Collected data:
[Start of Attachment]
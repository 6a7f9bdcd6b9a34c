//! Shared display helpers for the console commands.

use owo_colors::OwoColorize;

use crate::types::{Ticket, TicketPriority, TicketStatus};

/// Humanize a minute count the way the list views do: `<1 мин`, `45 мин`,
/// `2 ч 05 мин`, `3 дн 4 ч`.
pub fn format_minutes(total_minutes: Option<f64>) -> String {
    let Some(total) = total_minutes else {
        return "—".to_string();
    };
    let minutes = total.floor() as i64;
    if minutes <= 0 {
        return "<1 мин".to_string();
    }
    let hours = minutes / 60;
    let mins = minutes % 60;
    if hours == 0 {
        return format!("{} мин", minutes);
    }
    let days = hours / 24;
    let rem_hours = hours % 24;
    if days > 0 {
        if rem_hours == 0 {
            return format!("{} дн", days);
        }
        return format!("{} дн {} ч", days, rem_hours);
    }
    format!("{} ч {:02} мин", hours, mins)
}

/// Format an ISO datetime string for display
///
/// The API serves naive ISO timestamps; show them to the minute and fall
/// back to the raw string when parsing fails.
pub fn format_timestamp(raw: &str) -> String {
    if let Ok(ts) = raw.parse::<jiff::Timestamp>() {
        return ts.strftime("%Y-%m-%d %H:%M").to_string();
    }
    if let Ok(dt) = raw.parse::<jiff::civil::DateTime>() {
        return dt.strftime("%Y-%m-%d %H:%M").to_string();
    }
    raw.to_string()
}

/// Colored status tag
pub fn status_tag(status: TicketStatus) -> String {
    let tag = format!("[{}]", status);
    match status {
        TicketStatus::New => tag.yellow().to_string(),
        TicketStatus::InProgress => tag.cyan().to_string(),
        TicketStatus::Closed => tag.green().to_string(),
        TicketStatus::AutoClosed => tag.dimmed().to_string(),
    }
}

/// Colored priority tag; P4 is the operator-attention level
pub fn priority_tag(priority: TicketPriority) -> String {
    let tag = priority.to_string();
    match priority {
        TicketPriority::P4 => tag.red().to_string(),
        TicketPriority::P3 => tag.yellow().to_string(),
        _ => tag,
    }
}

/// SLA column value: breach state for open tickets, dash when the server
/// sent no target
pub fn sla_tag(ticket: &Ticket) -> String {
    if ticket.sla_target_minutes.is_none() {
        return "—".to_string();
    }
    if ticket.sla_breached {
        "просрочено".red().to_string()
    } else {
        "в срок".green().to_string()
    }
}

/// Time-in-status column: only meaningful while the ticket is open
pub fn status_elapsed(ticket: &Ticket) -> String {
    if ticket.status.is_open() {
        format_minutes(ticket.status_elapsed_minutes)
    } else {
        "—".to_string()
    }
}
[End of Attachment]
Return only the lines between the one holding "let minutes = total.floor() as i64;" and the one holding "when parsing fails.", inclusive, exactly as they appear above.

-- Written response --
    let minutes = total.floor() as i64;
    if minutes <= 0 {
        return "<1 мин".to_string();
    }
    let hours = minutes / 60;
    let mins = minutes % 60;
    if hours == 0 {
        return format!("{} мин", minutes);
    }
    let days = hours / 24;
    let rem_hours = hours % 24;
    if days > 0 {
        if rem_hours == 0 {
            return format!("{} дн", days);
        }
        return format!("{} дн {} ч", days, rem_hours);
    }
    format!("{} ч {:02} мин", hours, mins)
}

/// Format an ISO datetime string for display
///
/// The API serves naive ISO timestamps; show them to the minute and fall
/// back to the raw string when parsing fails.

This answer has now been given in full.